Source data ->
=====

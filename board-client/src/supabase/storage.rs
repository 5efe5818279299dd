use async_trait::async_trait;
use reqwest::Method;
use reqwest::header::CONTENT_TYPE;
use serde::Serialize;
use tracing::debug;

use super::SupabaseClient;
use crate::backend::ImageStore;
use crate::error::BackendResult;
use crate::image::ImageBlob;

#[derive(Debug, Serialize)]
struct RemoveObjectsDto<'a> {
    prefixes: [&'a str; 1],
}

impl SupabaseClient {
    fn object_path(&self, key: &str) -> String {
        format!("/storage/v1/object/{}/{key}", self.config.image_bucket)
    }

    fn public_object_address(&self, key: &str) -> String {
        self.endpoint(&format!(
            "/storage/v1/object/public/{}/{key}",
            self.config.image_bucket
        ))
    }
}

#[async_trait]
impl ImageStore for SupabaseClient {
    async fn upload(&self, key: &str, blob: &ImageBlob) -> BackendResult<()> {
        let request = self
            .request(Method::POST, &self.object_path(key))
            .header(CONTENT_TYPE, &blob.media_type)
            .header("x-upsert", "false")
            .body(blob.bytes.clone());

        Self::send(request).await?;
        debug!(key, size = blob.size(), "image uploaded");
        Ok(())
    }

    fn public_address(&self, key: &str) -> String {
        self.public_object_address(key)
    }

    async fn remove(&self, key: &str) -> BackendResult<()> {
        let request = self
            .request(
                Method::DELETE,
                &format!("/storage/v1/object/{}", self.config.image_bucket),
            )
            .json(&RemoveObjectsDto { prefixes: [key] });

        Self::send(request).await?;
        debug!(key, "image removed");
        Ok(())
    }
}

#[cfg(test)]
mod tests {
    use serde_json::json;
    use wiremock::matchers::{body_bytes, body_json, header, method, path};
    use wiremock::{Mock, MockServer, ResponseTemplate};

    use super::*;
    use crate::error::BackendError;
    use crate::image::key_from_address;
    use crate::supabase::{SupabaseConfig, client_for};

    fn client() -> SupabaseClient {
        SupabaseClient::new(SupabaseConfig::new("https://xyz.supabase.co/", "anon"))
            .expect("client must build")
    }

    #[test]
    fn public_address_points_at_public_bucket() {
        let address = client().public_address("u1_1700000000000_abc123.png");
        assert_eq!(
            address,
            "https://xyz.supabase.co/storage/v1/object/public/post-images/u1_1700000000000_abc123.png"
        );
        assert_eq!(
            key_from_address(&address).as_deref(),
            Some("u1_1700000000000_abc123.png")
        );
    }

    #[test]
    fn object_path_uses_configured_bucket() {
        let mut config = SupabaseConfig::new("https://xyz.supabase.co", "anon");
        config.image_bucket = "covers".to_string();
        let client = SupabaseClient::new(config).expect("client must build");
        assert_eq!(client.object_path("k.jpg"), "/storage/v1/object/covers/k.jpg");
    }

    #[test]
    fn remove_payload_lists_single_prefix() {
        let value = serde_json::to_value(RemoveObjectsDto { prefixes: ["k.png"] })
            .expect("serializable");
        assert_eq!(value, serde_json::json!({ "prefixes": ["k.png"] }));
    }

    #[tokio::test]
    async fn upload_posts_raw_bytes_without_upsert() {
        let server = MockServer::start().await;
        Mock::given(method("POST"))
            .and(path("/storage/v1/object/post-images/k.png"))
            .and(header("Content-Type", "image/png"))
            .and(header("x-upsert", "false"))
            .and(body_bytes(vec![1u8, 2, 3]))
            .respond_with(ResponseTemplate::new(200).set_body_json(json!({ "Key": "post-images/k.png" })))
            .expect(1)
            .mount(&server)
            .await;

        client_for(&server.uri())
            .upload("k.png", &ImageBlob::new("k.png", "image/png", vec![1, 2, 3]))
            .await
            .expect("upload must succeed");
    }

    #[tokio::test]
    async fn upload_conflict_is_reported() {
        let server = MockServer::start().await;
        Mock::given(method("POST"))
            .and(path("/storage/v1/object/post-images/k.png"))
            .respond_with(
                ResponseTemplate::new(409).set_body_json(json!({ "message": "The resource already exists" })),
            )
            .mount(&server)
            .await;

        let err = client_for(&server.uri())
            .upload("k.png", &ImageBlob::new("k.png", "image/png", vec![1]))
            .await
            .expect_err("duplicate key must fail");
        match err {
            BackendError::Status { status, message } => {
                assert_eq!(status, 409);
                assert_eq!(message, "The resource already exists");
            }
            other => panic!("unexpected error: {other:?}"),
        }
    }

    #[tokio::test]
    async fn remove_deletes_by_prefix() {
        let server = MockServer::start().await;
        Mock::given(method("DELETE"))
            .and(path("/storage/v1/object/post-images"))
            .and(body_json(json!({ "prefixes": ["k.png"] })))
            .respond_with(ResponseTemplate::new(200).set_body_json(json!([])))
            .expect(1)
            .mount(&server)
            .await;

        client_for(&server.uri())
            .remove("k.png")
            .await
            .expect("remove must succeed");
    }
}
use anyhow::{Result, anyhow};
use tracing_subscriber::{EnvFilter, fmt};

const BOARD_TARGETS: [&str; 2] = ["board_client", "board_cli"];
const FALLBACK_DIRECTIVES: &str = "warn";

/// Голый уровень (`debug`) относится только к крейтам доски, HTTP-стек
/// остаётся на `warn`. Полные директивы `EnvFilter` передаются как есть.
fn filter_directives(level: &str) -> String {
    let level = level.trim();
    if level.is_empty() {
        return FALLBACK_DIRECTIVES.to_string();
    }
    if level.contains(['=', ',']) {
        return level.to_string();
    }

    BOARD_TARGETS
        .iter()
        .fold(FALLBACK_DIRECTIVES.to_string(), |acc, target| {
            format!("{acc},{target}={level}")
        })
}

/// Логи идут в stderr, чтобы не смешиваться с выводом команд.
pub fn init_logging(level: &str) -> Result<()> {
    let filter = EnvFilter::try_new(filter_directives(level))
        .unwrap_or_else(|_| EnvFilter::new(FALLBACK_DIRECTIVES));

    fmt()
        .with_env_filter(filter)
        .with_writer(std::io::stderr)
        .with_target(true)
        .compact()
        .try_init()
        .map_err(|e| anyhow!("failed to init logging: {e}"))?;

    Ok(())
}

=====

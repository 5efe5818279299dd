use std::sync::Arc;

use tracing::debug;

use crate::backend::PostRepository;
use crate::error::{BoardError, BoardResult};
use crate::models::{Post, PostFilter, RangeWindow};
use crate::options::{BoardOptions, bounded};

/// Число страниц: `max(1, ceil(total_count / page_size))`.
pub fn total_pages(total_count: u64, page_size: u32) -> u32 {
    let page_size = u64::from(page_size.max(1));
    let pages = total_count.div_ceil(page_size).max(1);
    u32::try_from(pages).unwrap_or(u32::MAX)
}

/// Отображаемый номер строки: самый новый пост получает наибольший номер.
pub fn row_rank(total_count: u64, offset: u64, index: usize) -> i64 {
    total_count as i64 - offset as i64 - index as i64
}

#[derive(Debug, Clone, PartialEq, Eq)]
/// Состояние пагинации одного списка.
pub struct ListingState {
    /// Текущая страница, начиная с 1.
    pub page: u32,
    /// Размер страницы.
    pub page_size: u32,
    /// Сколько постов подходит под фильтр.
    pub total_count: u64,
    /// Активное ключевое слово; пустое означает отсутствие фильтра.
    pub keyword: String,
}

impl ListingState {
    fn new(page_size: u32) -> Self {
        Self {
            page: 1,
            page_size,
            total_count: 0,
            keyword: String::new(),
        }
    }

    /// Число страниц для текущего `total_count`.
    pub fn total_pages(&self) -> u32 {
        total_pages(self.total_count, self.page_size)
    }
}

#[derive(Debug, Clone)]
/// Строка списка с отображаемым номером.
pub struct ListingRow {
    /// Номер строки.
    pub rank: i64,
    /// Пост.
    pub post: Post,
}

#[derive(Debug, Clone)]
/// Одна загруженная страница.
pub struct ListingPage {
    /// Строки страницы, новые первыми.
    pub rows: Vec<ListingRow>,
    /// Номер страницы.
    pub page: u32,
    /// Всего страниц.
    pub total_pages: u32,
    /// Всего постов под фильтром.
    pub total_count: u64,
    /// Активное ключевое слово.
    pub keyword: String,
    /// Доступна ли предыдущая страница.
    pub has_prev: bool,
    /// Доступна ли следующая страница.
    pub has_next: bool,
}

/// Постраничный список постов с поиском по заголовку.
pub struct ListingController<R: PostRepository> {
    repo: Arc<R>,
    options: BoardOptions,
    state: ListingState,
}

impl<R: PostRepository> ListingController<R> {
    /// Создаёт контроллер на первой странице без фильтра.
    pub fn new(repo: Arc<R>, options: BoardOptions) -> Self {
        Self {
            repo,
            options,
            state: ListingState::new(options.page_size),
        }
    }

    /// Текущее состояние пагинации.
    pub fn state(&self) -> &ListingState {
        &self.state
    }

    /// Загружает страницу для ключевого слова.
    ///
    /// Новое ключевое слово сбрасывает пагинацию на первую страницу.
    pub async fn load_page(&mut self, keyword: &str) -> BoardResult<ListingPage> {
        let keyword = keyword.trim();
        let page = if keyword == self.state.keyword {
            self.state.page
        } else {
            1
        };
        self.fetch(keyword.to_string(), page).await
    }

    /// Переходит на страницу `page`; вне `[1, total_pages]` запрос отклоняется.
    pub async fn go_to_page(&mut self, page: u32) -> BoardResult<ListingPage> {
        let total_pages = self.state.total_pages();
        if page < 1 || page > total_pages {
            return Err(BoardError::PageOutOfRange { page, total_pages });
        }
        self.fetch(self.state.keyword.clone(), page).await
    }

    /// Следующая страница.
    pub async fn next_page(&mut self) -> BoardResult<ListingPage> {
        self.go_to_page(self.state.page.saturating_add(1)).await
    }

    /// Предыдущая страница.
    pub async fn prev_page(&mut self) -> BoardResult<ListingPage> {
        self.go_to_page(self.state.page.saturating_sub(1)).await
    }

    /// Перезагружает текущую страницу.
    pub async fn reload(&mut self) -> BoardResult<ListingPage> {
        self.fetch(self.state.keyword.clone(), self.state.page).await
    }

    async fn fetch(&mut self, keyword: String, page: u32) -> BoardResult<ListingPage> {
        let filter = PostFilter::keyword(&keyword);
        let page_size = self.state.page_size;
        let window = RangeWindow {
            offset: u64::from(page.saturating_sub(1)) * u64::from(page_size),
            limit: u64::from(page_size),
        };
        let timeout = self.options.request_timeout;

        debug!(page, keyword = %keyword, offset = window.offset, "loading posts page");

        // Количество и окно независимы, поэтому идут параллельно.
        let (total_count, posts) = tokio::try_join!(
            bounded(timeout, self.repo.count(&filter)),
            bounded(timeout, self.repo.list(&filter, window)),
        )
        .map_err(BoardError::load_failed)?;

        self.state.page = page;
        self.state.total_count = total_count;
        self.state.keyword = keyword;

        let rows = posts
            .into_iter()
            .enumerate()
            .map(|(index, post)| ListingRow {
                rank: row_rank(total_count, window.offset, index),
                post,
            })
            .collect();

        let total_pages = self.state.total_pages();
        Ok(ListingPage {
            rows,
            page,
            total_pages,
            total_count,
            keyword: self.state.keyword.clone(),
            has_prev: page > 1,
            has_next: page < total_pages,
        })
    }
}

=====

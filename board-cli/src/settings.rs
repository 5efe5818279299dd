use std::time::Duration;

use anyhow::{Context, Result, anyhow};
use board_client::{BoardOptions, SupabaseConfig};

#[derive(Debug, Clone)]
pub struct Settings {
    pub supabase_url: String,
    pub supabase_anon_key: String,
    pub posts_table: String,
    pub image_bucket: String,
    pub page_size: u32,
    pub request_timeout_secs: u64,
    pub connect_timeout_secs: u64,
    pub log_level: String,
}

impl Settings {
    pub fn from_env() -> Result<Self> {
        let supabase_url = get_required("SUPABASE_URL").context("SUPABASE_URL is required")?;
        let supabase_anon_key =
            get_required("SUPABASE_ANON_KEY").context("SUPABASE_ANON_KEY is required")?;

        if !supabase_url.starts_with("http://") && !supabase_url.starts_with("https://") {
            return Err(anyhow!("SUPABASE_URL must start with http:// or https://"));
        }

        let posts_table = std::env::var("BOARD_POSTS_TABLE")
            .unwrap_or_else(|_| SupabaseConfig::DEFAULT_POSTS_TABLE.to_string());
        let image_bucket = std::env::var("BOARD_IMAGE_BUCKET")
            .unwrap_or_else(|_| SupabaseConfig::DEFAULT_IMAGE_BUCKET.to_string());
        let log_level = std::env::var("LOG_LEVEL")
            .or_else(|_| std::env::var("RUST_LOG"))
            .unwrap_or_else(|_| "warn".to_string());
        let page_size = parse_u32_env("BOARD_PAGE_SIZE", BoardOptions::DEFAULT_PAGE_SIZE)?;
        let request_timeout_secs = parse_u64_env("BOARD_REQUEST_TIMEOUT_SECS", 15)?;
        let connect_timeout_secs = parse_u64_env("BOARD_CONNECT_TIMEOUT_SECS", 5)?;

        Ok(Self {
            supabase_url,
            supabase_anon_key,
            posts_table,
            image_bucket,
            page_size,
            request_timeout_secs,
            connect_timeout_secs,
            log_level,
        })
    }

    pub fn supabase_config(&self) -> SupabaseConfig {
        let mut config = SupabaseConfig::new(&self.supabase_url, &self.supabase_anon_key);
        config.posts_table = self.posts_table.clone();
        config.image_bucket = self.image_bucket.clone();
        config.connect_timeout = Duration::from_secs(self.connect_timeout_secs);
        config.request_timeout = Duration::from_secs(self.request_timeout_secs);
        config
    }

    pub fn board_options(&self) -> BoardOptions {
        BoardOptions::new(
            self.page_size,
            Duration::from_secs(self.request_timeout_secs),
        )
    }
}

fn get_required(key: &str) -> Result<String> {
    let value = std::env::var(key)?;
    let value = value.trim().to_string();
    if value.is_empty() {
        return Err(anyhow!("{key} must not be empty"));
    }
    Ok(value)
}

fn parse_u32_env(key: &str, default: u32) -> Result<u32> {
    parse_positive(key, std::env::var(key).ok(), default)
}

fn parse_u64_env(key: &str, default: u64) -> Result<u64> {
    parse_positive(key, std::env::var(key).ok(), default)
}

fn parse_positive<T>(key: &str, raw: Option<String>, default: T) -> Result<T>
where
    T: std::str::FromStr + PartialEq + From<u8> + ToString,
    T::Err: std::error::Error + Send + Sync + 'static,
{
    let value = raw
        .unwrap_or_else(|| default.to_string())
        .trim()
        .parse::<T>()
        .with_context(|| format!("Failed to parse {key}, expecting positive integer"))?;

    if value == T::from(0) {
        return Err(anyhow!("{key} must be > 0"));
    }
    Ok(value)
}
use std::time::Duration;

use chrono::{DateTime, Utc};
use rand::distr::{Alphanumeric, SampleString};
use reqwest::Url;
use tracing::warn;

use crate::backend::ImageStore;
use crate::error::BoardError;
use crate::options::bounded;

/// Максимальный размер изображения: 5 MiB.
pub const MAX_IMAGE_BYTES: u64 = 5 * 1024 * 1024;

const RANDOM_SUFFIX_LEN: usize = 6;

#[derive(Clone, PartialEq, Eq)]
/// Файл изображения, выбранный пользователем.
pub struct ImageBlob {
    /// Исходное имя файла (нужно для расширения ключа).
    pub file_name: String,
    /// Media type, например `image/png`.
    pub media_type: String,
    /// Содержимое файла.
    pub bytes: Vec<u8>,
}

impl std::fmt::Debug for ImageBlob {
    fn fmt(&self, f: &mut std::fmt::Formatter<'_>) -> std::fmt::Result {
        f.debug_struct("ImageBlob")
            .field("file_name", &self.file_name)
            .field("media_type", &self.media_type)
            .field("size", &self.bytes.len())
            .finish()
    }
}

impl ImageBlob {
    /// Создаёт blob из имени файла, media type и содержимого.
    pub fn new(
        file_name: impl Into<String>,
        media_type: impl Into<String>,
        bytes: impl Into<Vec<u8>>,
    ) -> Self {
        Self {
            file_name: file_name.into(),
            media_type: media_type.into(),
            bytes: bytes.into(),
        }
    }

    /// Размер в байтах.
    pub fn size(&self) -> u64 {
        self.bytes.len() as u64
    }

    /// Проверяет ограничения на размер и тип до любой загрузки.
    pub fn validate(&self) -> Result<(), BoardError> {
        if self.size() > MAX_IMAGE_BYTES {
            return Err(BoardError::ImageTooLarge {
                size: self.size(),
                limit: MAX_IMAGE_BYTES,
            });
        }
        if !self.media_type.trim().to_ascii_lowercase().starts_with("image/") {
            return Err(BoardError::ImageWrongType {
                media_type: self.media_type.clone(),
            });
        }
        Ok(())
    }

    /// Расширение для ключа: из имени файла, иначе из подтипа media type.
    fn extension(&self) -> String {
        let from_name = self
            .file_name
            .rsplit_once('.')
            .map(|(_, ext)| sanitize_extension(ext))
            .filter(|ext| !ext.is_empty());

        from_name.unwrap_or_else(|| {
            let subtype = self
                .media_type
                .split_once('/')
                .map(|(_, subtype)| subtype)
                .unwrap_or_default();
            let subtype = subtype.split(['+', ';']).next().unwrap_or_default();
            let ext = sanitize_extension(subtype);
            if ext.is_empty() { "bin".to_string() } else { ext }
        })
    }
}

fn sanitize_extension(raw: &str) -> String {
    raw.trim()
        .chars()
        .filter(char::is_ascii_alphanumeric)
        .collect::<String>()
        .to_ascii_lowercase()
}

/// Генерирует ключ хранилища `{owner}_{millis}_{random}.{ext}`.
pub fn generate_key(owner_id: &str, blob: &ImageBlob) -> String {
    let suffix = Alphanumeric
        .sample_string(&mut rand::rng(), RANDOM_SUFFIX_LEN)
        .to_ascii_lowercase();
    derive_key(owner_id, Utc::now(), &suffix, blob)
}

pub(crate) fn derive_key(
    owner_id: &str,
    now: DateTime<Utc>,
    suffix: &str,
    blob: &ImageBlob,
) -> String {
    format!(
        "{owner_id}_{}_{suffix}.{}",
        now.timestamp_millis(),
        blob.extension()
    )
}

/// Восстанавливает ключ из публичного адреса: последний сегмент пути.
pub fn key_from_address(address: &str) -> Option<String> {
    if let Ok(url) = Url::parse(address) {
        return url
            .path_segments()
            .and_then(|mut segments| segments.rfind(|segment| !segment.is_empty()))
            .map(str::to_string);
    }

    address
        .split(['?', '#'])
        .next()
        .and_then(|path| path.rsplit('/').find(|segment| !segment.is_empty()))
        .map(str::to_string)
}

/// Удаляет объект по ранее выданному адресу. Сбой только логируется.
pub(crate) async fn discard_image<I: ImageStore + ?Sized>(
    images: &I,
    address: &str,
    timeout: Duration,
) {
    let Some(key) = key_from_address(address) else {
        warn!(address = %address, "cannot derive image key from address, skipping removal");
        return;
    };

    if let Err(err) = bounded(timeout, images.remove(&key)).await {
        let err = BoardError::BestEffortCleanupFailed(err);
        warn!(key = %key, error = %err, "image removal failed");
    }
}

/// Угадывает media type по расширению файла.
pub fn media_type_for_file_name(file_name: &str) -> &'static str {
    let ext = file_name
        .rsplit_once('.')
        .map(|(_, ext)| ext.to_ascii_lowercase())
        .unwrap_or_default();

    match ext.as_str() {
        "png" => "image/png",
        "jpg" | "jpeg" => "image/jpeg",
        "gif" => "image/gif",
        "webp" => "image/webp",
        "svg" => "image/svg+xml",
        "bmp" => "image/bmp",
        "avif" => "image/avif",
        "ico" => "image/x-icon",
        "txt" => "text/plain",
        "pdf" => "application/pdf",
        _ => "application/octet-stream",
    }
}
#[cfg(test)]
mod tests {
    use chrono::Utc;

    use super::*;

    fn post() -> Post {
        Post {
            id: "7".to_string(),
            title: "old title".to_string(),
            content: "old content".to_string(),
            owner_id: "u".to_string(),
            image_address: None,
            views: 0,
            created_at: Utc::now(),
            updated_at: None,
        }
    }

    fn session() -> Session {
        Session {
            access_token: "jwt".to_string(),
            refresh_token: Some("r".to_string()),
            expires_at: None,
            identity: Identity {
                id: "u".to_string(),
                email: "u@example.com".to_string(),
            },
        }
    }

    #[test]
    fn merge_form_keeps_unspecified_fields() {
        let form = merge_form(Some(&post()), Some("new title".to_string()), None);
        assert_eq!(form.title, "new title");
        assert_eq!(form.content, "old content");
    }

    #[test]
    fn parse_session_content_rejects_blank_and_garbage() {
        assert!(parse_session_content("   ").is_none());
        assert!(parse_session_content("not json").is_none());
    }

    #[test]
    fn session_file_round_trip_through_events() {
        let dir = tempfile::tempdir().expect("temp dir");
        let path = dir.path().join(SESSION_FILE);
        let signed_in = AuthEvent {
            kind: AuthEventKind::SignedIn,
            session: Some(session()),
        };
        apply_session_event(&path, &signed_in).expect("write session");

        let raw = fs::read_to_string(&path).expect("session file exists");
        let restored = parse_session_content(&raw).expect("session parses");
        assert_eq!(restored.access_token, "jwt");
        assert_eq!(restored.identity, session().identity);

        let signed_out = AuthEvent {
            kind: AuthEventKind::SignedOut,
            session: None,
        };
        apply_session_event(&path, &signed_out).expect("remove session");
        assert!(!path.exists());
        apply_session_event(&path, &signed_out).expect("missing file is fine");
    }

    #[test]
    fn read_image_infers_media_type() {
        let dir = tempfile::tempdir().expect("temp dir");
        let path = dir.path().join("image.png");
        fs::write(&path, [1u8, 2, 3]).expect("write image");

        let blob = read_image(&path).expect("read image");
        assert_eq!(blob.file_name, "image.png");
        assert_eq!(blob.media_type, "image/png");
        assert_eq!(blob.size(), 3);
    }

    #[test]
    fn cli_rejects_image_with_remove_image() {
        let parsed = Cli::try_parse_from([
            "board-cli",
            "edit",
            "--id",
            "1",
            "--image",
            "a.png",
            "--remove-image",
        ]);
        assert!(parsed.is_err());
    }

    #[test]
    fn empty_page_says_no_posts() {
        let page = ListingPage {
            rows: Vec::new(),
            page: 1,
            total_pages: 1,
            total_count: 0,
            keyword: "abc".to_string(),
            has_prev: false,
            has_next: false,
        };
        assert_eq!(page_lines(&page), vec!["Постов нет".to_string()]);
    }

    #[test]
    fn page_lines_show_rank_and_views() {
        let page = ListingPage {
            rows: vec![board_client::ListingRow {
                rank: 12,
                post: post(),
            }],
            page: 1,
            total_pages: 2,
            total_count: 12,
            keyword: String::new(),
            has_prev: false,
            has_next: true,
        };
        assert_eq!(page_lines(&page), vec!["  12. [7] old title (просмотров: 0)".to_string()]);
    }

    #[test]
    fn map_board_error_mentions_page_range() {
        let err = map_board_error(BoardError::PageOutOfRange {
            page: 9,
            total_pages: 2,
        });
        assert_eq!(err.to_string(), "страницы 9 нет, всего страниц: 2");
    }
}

=====

Where a line of the records above holds the word "EnvFilter", copy that line.

use tracing_subscriber::{EnvFilter, fmt};
/// остаётся на `warn`. Полные директивы `EnvFilter` передаются как есть.
    let filter = EnvFilter::try_new(filter_directives(level))
        .unwrap_or_else(|_| EnvFilter::new(FALLBACK_DIRECTIVES));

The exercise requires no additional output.